The car has been on display at the museum for 45 years.
"It's the oldest car in our collection," Bencivenga said. "It's a 1903/1904 wooden body train car that was ordered by the Brooklyn Union, which is an elevated train company obviously right here in Brooklyn, and it was in service for 66 years."
It's last run was in 1969, but on Monday, it left the Transit Museum with the help of a diesel engine.
It will ultimately end up on a flatbed truck that will carry the train to Lower Manhattan, where it will serve as one of two floats for MTA workers during the parade through the Canyon of Heroes Wednesday.
"Transit workers show up," Bencivenga said. "They just do, right? They show up for 9/11, they show up for Sandy, they show up, certainly, through the COVID-19 pandemic. And so when we were approached, they said, 'Hey, Concetta, would you consider letting this train go out?' You know, it's literally the least we can do."
It's not the first time Car 1273 was used for a special event.
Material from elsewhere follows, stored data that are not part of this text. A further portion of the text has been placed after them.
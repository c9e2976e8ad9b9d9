use std::io;
use std::net::SocketAddr;

use tokio::net::lookup_host;

/// Resolve a hostname through the system resolver.
///
/// Returns the first address the resolver yields; no caching beyond what
/// the host resolver provides.
pub async fn resolve(host: &str, port: u16) -> io::Result<SocketAddr> {
    let mut addrs = lookup_host((host, port)).await?;
    addrs.next().ok_or_else(|| {
        io::Error::new(io::ErrorKind::NotFound, format!("no addresses found for {host}"))
    })
}
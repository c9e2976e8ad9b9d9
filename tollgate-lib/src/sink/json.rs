use std::collections::BTreeMap;
use std::fs;
use std::path::{Path, PathBuf};

use chrono::Local;
use serde_json::json;
use tracing::{error, info};
use uuid::Uuid;

use super::{EventSink, ProxyEvent};
use crate::error::{ProxyError, Result};
use crate::stats::DomainSummary;

const TRAFFIC_DIR: &str = "traffic";
const BLOCKED_DIR: &str = "blocked";
const SUMMARY_DIR: &str = "summary";

/// Sink that persists one JSON document per event under a log tree:
/// completed requests under `traffic/<host>/`, blocked and rate-limited
/// records under `blocked/`, and the shutdown summary under `summary/`.
pub struct JsonFileSink {
    root: PathBuf,
}

impl JsonFileSink {
    /// Create the sink, resetting any tree left by a previous run.
    pub fn new<P: AsRef<Path>>(root: P) -> Result<Self> {
        let root = root.as_ref().to_path_buf();
        if root.is_dir() {
            fs::remove_dir_all(&root).map_err(|e| {
                ProxyError::Config(format!(
                    "failed to reset log directory {}: {e}",
                    root.display()
                ))
            })?;
        }
        fs::create_dir_all(&root).map_err(|e| {
            ProxyError::Config(format!(
                "failed to create log directory {}: {e}",
                root.display()
            ))
        })?;
        Ok(Self { root })
    }

    fn write_document(
        &self,
        dir: PathBuf,
        name: String,
        value: &serde_json::Value,
    ) -> std::io::Result<()> {
        fs::create_dir_all(&dir)?;
        let payload = serde_json::to_vec_pretty(value)?;
        fs::write(dir.join(name), payload)
    }

    fn timestamp() -> String {
        Local::now().format("%Y-%m-%d %H:%M:%S").to_string()
    }
}

impl EventSink for JsonFileSink {
    fn emit(&self, event: &ProxyEvent) {
        let mut doc = match serde_json::to_value(event) {
            Ok(doc) => doc,
            Err(e) => {
                error!(error = %e, "failed to serialize event");
                return;
            }
        };
        doc["timestamp"] = json!(Self::timestamp());

        let result = match event {
            ProxyEvent::RequestCompleted { host, .. } => {
                let host_dir = safe_component(host);
                self.write_document(
                    self.root.join(TRAFFIC_DIR).join(&host_dir),
                    format!("{host_dir}_{}.json", Uuid::new_v4()),
                    &doc,
                )
            }
            ProxyEvent::RequestBlocked { .. } => self.write_document(
                self.root.join(BLOCKED_DIR),
                format!("blocked_{}.json", Uuid::new_v4()),
                &doc,
            ),
            ProxyEvent::RateLimited { .. } => self.write_document(
                self.root.join(BLOCKED_DIR),
                format!("rate_limited_{}.json", Uuid::new_v4()),
                &doc,
            ),
        };

        if let Err(e) = result {
            error!(error = %e, "failed to write event log");
        }
    }

    fn flush_summary(&self, summary: &BTreeMap<String, DomainSummary>) {
        let dir = self.root.join(SUMMARY_DIR);
        let write = || -> std::io::Result<()> {
            fs::create_dir_all(&dir)?;
            let payload = serde_json::to_vec_pretty(summary)?;
            fs::write(dir.join("summary.json"), payload)?;
            fs::write(dir.join("report.txt"), render_report(summary))?;
            Ok(())
        };
        match write() {
            Ok(()) => info!(path = %dir.display(), "traffic summary written"),
            Err(e) => error!(error = %e, "failed to write summary"),
        }
    }
}

/// Hostnames become directory names; keep them from escaping the tree.
fn safe_component(host: &str) -> String {
    let cleaned: String = host
        .chars()
        .map(|c| if matches!(c, '/' | '\\' | ':') { '_' } else { c })
        .collect();
    if cleaned.is_empty() || cleaned.chars().all(|c| c == '.') {
        "_".to_string()
    } else {
        cleaned
    }
}

fn render_report(summary: &BTreeMap<String, DomainSummary>) -> String {
    let total_requests: u64 = summary.values().map(|s| s.requests).sum();
    let total_sent: u64 = summary.values().map(|s| s.bytes_sent).sum();
    let total_received: u64 = summary.values().map(|s| s.bytes_received).sum();

    let mut lines = vec![
        format!("Total requests handled: {total_requests}"),
        format!("Total bytes sent: {total_sent}"),
        format!("Total bytes received: {total_received}"),
        String::new(),
        "Top 5 domains by request count:".to_string(),
    ];

    let mut ranked: Vec<_> = summary.iter().collect();
    ranked.sort_by(|a, b| b.1.requests.cmp(&a.1.requests));
    for (i, (host, s)) in ranked.iter().take(5).enumerate() {
        lines.push(format!(
            "{}. {host} - Requests: {}, Avg Duration: {:.3}s, Bytes Sent: {}, Bytes Received: {}",
            i + 1,
            s.requests,
            s.avg_duration,
            s.bytes_sent,
            s.bytes_received
        ));
    }
    lines.join("\n")
}
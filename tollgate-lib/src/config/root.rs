use serde::Deserialize;
use std::path::PathBuf;

use super::security::RateLimitConfig;
use super::timeout::TimeoutConfig;

/// Main configuration structure
#[derive(Debug, Deserialize, Clone)]
pub struct Config {
    /// Port to listen on (all interfaces)
    /// Overridden by the CLI PORT argument
    #[serde(default = "default_port")]
    pub port: u16,
    /// Size of a single socket read; also caps the buffered first request
    /// Default: 65536
    #[serde(default = "default_buffer_size")]
    pub buffer_size: usize,
    /// Hostnames matching any of these shell-style patterns are refused
    /// with 403 Forbidden
    /// Example: ["*.youtube.com", "*.googlevideo.com"]
    #[serde(default)]
    pub blocklist: Vec<String>,
    /// Per-source-IP admission limits
    #[serde(default)]
    pub rate_limit: RateLimitConfig,
    /// Socket timeouts
    #[serde(default)]
    pub timeouts: TimeoutConfig,
    /// Emit per-request events and the shutdown summary through the sink
    /// Overridden by the CLI `Log` argument
    /// Default: false
    #[serde(default)]
    pub logging_enabled: bool,
    /// Directory the JSON file sink writes under
    /// Default: "Logs"
    #[serde(default = "default_log_root")]
    pub log_root: PathBuf,
}

impl Default for Config {
    fn default() -> Self {
        Self {
            port: default_port(),
            buffer_size: default_buffer_size(),
            blocklist: Vec::new(),
            rate_limit: RateLimitConfig::default(),
            timeouts: TimeoutConfig::default(),
            logging_enabled: false,
            log_root: default_log_root(),
        }
    }
}

fn default_port() -> u16 {
    8080
}

fn default_buffer_size() -> usize {
    65536
}

fn default_log_root() -> PathBuf {
    PathBuf::from("Logs")
}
It was modernized in 1938 and transported people to the World's Fair the next year.
"That car survived both world wars," Bencivenga said. "It was in service during the first pandemic in the early 1900s. And so, it just feels really appropriate and fitting to bring out the big gun for our colleagues that really did keep the city moving."
It's certainly a fitting chariot for essential workers in the field of transportation.